Table 3. Serum Geometric Mean Titer (GMT) values from Competitive Luminex Immunoassay (cLIA)a.

Most of the patients who were enrolled were infected with CP8 isolates (Fig. 3A). A comparison of serum antibody titer to the four antigens between patients with CP5 and CP8 infections is also captured in Table 3. In patients with CP8 invasive isolates, the CP8 GMT was greater than that of CP5, although the difference was not significant (p = 0.215). Antibody titers to CP5 were higher than to CP8 in patients with CP5 infections, which reached significance (p = 0.043). Serum titers to the SA4Ag vaccine antigens were monitored from the acute to the convalescent phase of the infection. The data in Fig. 4A illustrate that the antibody titers tended to rise from the acute phase of infection (day 1–2) to the convalescent phase (day 14). In addition, the percentage of patients with serum titers above the assay limit of quantitation for CP8, ClfA, and MntC increased over that 2-week interval (Fig. 4B).

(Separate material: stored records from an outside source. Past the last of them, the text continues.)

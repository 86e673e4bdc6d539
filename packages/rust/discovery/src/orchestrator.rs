//! Concurrent discovery over a company's document set.
//!
//! One task per (strategy, document) pair, bounded by a semaphore. Results
//! are gathered behind a full barrier: nothing is returned until every
//! launched task has finished, failed, or been cancelled by the per-company
//! deadline. Candidates come back in launch order, so a run is
//! deterministic however the tasks interleave.
//!
//! Strategies run on the blocking pool, where aborting a task cannot stop a
//! closure that has already started. On the deadline the run is flagged as
//! cancelled: closures that have not started return at once, and running
//! ones keep their semaphore permit until they finish, so a company never
//! has more than `concurrency` strategy threads alive.

use std::sync::Arc;
use std::sync::atomic::{AtomicBool, Ordering};
use std::time::Duration;

use execscout_shared::{
    CompanyMeta, DiscoveryConfig, Document, ExecScoutError, ProcessingWarning, RawCandidate,
    Result, StrategySource, WarningKind,
};
use tokio::sync::Semaphore;
use tokio::task::JoinHandle;
use tokio::time::Instant;
use tracing::{debug, info, instrument, warn};

use crate::cache::{DiscoveryCache, fingerprint};
use crate::strategies::{ExtractionStrategy, StrategyRegistry, StrategyScope};

// ---------------------------------------------------------------------------
// DiscoveryOutcome
// ---------------------------------------------------------------------------

/// Everything one discovery call produced.
#[derive(Debug, Clone, Default)]
pub struct DiscoveryOutcome {
    /// Raw candidates from every strategy that completed, in launch order.
    pub candidates: Vec<RawCandidate>,
    /// Soft failures: failed, panicked, or timed-out strategy runs.
    pub warnings: Vec<ProcessingWarning>,
    /// Served from the cache without running any strategy.
    pub from_cache: bool,
    /// The per-company deadline cancelled at least one task.
    pub timed_out: bool,
}

/// One launched strategy run.
struct StrategyTask {
    strategy: String,
    source: StrategySource,
    document_index: Option<usize>,
    document_url: Option<String>,
    handle: JoinHandle<Result<Vec<RawCandidate>>>,
}

// ---------------------------------------------------------------------------
// Orchestrator
// ---------------------------------------------------------------------------

/// Runs the registered strategies over one company's documents.
pub struct Orchestrator {
    config: DiscoveryConfig,
    registry: StrategyRegistry,
    cache: Option<Arc<dyn DiscoveryCache>>,
}
//! Team / about-page strategy.
//!
//! Scans sections headed like a team listing ("Meet the Team", "About",
//! "Our Directors", ...). A page whose URL or title marks it as a team page
//! is scanned whole when it has no such heading.

use execscout_shared::{CompanyMeta, Document, DocumentKind, RawCandidate, Result, StrategySource};

use super::{ExtractionStrategy, dedup_by_position, find_names, to_candidate};

const CONFIDENCE: f64 = 0.8;

const TEAM_HEADINGS: &[&str] = &[
    "about", "team", "meet", "leadership", "people", "staff", "management", "directors",
    "who we are", "our story", "founder", "owner",
];

pub struct TeamPageStrategy {
    context_chars: usize,
}

impl TeamPageStrategy {
    pub fn new(context_chars: usize) -> Self {
        Self { context_chars }
    }
}

impl ExtractionStrategy for TeamPageStrategy {
    fn name(&self) -> &str {
        "team_page"
    }

    fn source(&self) -> StrategySource {
        StrategySource::TeamPage
    }

    fn cache_id(&self) -> String {
        format!("{}:{}", self.name(), self.context_chars)
    }

    fn accepts(&self, doc: &Document) -> bool {
        doc.kind() != DocumentKind::Contact
    }

    fn extract(&self, doc: &Document, _company: &CompanyMeta) -> Result<Vec<RawCandidate>> {
        let text = &doc.text_content;
        let mut ranges: Vec<_> = doc
            .sections()
            .into_iter()
            .filter(|s| {
                let heading = s.heading.to_lowercase();
                TEAM_HEADINGS.iter().any(|h| heading.contains(h))
            })
            .map(|s| s.start..s.end)
            .collect();

        if ranges.is_empty() && doc.kind() == DocumentKind::Team {
            ranges.push(0..text.len());
        }

        let matches = ranges
            .into_iter()
            .flat_map(|r| find_names(text, r))
            .collect();

        Ok(dedup_by_position(matches)
            .iter()
            .map(|m| to_candidate(doc, m, StrategySource::TeamPage, CONFIDENCE, self.context_chars))
            .collect())
    }
}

Fig 4. Antibody titers to the SA4Ag vaccine antigens.

Panel A. Antibody titers to the four antigens at study baseline (day 1–2) to Day 7–14. Scatter plots of titers are shown for the 25 patients who had blood samples drawn at three different times over the two-week course of the study. If the titer was reported as “below limit of quantitation”, a value that is ½ LLOQ was used in the plots; for ClfA, MntC, CP5 and CP8, the values are 24.45, 21.35, 23.5 and 18.3 U/mL, respectively. Points above the diagonal line indicate a higher titer in the later samples. Panel B. Percentage of patients with titers above the limit of quantitation over time. Patient population is as described for Panel A (above).

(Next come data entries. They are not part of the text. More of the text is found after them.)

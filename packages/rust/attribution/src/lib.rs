//! Contact attribution: linking emails, phones, and profiles to people.
//!
//! [`ContactAttributor::attribute`] runs the four methods as rounds in
//! precedence order. Each round visits candidates by merged confidence
//! (highest first) and lets every candidate claim at most one unclaimed token
//! per contact kind. A token, identified by its normalized value, is claimed
//! at most once, so a name-pattern match can never be stolen by a nearer
//! proximity match.

pub mod tokens;

use std::collections::{BTreeMap, HashSet};
use std::ops::Range;

use execscout_classifier::lexicon::is_decision_maker_title;
use execscout_classifier::{given_name_variants, name_parts};
use execscout_shared::text::signature_closings;
use execscout_shared::{
    AttributedContact, AttributionConfig, AttributionMethod, CompanyMeta, ContactKind,
    ContactToken, Document, MergedCandidate,
};
use regex::Regex;
use tracing::{debug, instrument};

pub use tokens::{document_tokens, extract_tokens};

const NAME_MATCH_BASE: f64 = 0.85;
const NAME_MATCH_STEP: f64 = 0.05;
const NAME_MATCH_CAP: f64 = 0.95;
const SIGNATURE_CEILING: f64 = 0.85;
const SIGNATURE_FLOOR: f64 = 0.8;
/// A name must start this close after a sign-off to own it.
const SIGNATURE_NAME_REACH: usize = 60;

const METHODS: [AttributionMethod; 4] = [
    AttributionMethod::NamePatternMatch,
    AttributionMethod::SignatureAdjacency,
    AttributionMethod::ProximityWindow,
    AttributionMethod::RoleFallback,
];

// ---------------------------------------------------------------------------
// Attributor
// ---------------------------------------------------------------------------

#[derive(Debug, Clone, Default)]
pub struct ContactAttributor {
    config: AttributionConfig,
}

impl ContactAttributor {
    pub fn new(config: AttributionConfig) -> Self {
        Self { config }
    }

    /// Assign `tokens` (from [`extract_tokens`] over `documents`) to
    /// `candidates`.
    ///
    /// Output is grouped by candidate in confidence order, then by kind.
    #[instrument(skip_all, fields(company = %company.name, candidates = candidates.len(), tokens = tokens.len()))]
    pub fn attribute(
        &self,
        candidates: &[MergedCandidate],
        tokens: &[ContactToken],
        documents: &[Document],
        company: &CompanyMeta,
    ) -> Vec<AttributedContact> {
        let mut order: Vec<&MergedCandidate> = candidates.iter().collect();
        order.sort_by(|a, b| {
            b.merged_confidence
                .total_cmp(&a.merged_confidence)
                .then(a.first_seen.cmp(&b.first_seen))
        });
        let subjects: Vec<Subject<'_>> = order
            .into_iter()
            .map(|c| Subject::new(c, documents))
            .collect();

        let mut claimed: HashSet<(ContactKind, String)> = HashSet::new();
        let mut assigned: BTreeMap<(usize, ContactKind), AttributedContact> = BTreeMap::new();

        for method in METHODS {
            for (rank, subject) in subjects.iter().enumerate() {
                for kind in ContactKind::ALL {
                    if assigned.contains_key(&(rank, kind)) {
                        continue;
                    }
                    let open: Vec<&ContactToken> = tokens
                        .iter()
                        .filter(|t| t.kind == kind && !claimed.contains(&t.claim_key()))
                        .collect();
                    if open.is_empty() {
                        continue;
                    }

                    let found = match method {
                        AttributionMethod::NamePatternMatch => {
                            self.by_name_pattern(subject, &open, company)
                        }
                        AttributionMethod::SignatureAdjacency => {
                            self.by_signature(subject, &open, documents)
                        }
                        AttributionMethod::ProximityWindow => self.by_proximity(subject, &open),
                        AttributionMethod::RoleFallback => self.by_role(subject, &open),
                    };

                    if let Some((token, confidence)) = found {
                        debug!(
                            candidate = %subject.candidate.canonical_name,
                            ?kind,
                            ?method,
                            value = %token.value,
                            confidence,
                            "contact attributed"
                        );
                        claimed.insert(token.claim_key());
                        assigned.insert(
                            (rank, kind),
                            AttributedContact {
                                candidate: subject.candidate.canonical_name.clone(),
                                token: token.clone(),
                                method,
                                confidence,
                            },
                        );
                    }
                }
            }
        }

        assigned.into_values().collect()
    }

    /// Email local part or profile slug spells the candidate's name.
    fn by_name_pattern<'t>(
        &self,
        subject: &Subject<'_>,
        open: &[&'t ContactToken],
        company: &CompanyMeta,
    ) -> Option<(&'t ContactToken, f64)> {
        let (first, last) = subject.parts.as_ref()?;
        best(open.iter().filter_map(|&token| {
            let (handle, own_domain) = match token.kind {
                ContactKind::Email => {
                    let (local, domain) = token.value.rsplit_once('@')?;
                    (local.to_lowercase(), company.owns_domain(domain))
                }
                ContactKind::SocialProfile => {
                    let slug = token.value.trim_end_matches('/').rsplit('/').next()?;
                    (slug.to_lowercase(), false)
                }
                ContactKind::Phone => return None,
            };

            let segments: Vec<&str> = handle
                .split(|c: char| !c.is_alphabetic())
                .filter(|s| !s.is_empty())
                .collect();
            let last_hit = last.chars().count() >= 2
                && segments
                    .iter()
                    .any(|s| surname_in_segment(s, last, first, &subject.given_variants));
            let first_hit = if first.chars().count() == 1 {
                // Initials only count next to the surname ("m.zubair", "mzubair").
                last_hit && segments.first().is_some_and(|s| s.starts_with(first.as_str()))
            } else {
                segments.iter().any(|s| {
                    subject
                        .given_variants
                        .iter()
                        .any(|v| v.chars().count() >= 2 && s.starts_with(v.as_str()))
                })
            };
            if !(first_hit || last_hit) {
                return None;
            }

            let mut confidence = NAME_MATCH_BASE;
            if first_hit && last_hit {
                confidence += NAME_MATCH_STEP;
            }
            if own_domain {
                confidence += NAME_MATCH_STEP;
            }
            Some((token, confidence.min(NAME_MATCH_CAP)))
        }))
    }

    /// Token inside the signature block that follows a sign-off naming the
    /// candidate.
    fn by_signature<'t>(
        &self,
        subject: &Subject<'_>,
        open: &[&'t ContactToken],
        documents: &[Document],
    ) -> Option<(&'t ContactToken, f64)> {
        let window = self.config.signature_window.max(1);
        let mut hits = Vec::new();

        for (index, doc) in documents.iter().enumerate() {
            let Some(occurrences) = subject.occurrences.get(index) else { continue };
            for closing in signature_closings(&doc.text_content) {
                let signed = occurrences
                    .iter()
                    .any(|o| o.start >= closing.end && o.start - closing.end <= SIGNATURE_NAME_REACH);
                if !signed {
                    continue;
                }
                for &token in open.iter().filter(|t| t.document_index == index) {
                    let pos = token.document_position;
                    if pos < closing.end || pos - closing.end > window {
                        continue;
                    }
                    let distance = (pos - closing.end) as f64 / window as f64;
                    let confidence =
                        SIGNATURE_CEILING - (SIGNATURE_CEILING - SIGNATURE_FLOOR) * distance;
                    hits.push((token, confidence));
                }
            }
        }
        best(hits.into_iter())
    }

    /// Nearest token to any occurrence of the candidate's name, confidence
    /// decaying linearly from the ceiling to the floor across the window.
    fn by_proximity<'t>(
        &self,
        subject: &Subject<'_>,
        open: &[&'t ContactToken],
    ) -> Option<(&'t ContactToken, f64)> {
        let cfg = &self.config;
        let window = cfg.proximity_window.max(1);

        let nearest = open
            .iter()
            .filter_map(|&token| {
                let occurrences = subject.occurrences.get(token.document_index)?;
                let start = token.document_position;
                let end = start + token.value.len();
                occurrences
                    .iter()
                    .map(|o| gap(o, start..end))
                    .min()
                    .filter(|d| *d <= window)
                    .map(|d| (d, token))
            })
            .min_by(|(da, ta), (db, tb)| da.cmp(db).then(position(ta).cmp(&position(tb))))?;

        let (distance, token) = nearest;
        let decay = (cfg.proximity_ceiling - cfg.proximity_floor) * distance as f64 / window as f64;
        Some((token, (cfg.proximity_ceiling - decay).max(cfg.proximity_floor)))
    }

    /// Decision-makers take the company's first unclaimed token of the kind.
    fn by_role<'t>(
        &self,
        subject: &Subject<'_>,
        open: &[&'t ContactToken],
    ) -> Option<(&'t ContactToken, f64)> {
        if !subject.decision_maker {
            return None;
        }
        open.iter()
            .min_by_key(|t| position(t))
            .map(|&t| (t, self.config.role_fallback_confidence))
    }
}

// ---------------------------------------------------------------------------
// Helpers
// ---------------------------------------------------------------------------

/// A candidate with its searchable name forms precomputed.
struct Subject<'a> {
    candidate: &'a MergedCandidate,
    /// Lower-case first and last name tokens.
    parts: Option<(String, String)>,
    given_variants: Vec<String>,
    /// Byte ranges of any of the candidate's names, per document.
    occurrences: Vec<Vec<Range<usize>>>,
    decision_maker: bool,
}

impl<'a> Subject<'a> {
    fn new(candidate: &'a MergedCandidate, documents: &[Document]) -> Self {
        let parts = name_parts(&candidate.canonical_name);
        let mut given_variants: Vec<String> = Vec::new();
        for name in candidate.search_names() {
            if let Some((first, _)) = name_parts(name) {
                for v in given_name_variants(&first) {
                    if !given_variants.contains(&v) {
                        given_variants.push(v);
                    }
                }
            }
        }

        let pattern = name_pattern(&candidate.search_names());
        let occurrences = documents
            .iter()
            .map(|doc| match &pattern {
                Some(re) => re.find_iter(&doc.text_content).map(|m| m.range()).collect(),
                None => Vec::new(),
            })
            .collect();

        Self {
            candidate,
            parts,
            given_variants,
            occurrences,
            decision_maker: candidate
                .title_guess
                .as_deref()
                .is_some_and(is_decision_maker_title),
        }
    }
}

/// The surname fills a handle segment, alone or glued to the given name or
/// its initial ("zubair", "mzubair", "garythompson", "thompsong").
fn surname_in_segment(segment: &str, last: &str, first: &str, given_variants: &[String]) -> bool {
    let glued = |rest: &str| {
        rest.is_empty()
            || (rest.chars().count() == 1 && first.starts_with(rest))
            || given_variants.iter().any(|v| v == rest)
    };
    segment.strip_prefix(last).is_some_and(glued) || segment.strip_suffix(last).is_some_and(glued)
}

/// Case-insensitive alternation of `names`, whitespace-flexible. Dots after
/// initials are optional, so `M. Zubair` also finds `M Zubair`.
fn name_pattern(names: &[&str]) -> Option<Regex> {
    let alternatives: Vec<String> = names
        .iter()
        .map(|n| {
            n.split_whitespace()
                .map(|token| match token.strip_suffix('.') {
                    Some(bare) => format!(r"{}\.?", regex::escape(bare)),
                    None => regex::escape(token),
                })
                .collect::<Vec<_>>()
                .join(r"\s+")
        })
        .filter(|a| !a.is_empty())
        .collect();
    if alternatives.is_empty() {
        return None;
    }
    Regex::new(&format!(r"(?i)\b(?:{})\b", alternatives.join("|"))).ok()
}

/// Characters between two spans; zero when they overlap.
fn gap(a: &Range<usize>, b: Range<usize>) -> usize {
    if b.start >= a.end {
        b.start - a.end
    } else if a.start >= b.end {
        a.start - b.end
    } else {
        0
    }
}

fn position(token: &ContactToken) -> (usize, usize) {
    (token.document_index, token.document_position)
}

/// Highest confidence, then earliest position.
fn best<'t>(
    hits: impl Iterator<Item = (&'t ContactToken, f64)>,
) -> Option<(&'t ContactToken, f64)> {
    hits.fold(None, |acc, (token, confidence)| match acc {
        Some((kept, kept_conf))
            if kept_conf > confidence
                || (kept_conf == confidence && position(kept) <= position(token)) =>
        {
            Some((kept, kept_conf))
        }
        _ => Some((token, confidence)),
    })
}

In the current study a cohort of 51 patients ≥ 18 years of age with diagnosed S. aureus wound or bloodstream infections were enrolled at two hospitals in The Netherlands. Invasive and carriage isolates from these patients were genotypically characterized. Nasal carriage of S. aureus is considered a risk factor for infection in certain patient populations [8] [9] [10,11] [12]. In this study, a nasal carriage isolate was recovered in 55% of the patients. In those patients where a carriage isolate was obtained, the invasive isolate was genotypically indistinguishable in 69% (11/16) of surgical patients and 58% (7/12) of non-surgical patients. Overall, nasal carriage isolates were linked to disease strains in approximately 35% of patients. All isolates, regardless of origin, were sensitive to methicillin. This corresponds well with the observed low incidence of methicillin resistant S. aureus (MRSA) isolates in The Netherlands and points to the effectiveness of the “search and destroy” strategy to control MRSA [13]. Although the isolates in this study were methicillin sensitive, two bacteremic patients (100108 and 100126) died from sepsis, highlighting the fact that MSSA strains continue to be significant pathogens.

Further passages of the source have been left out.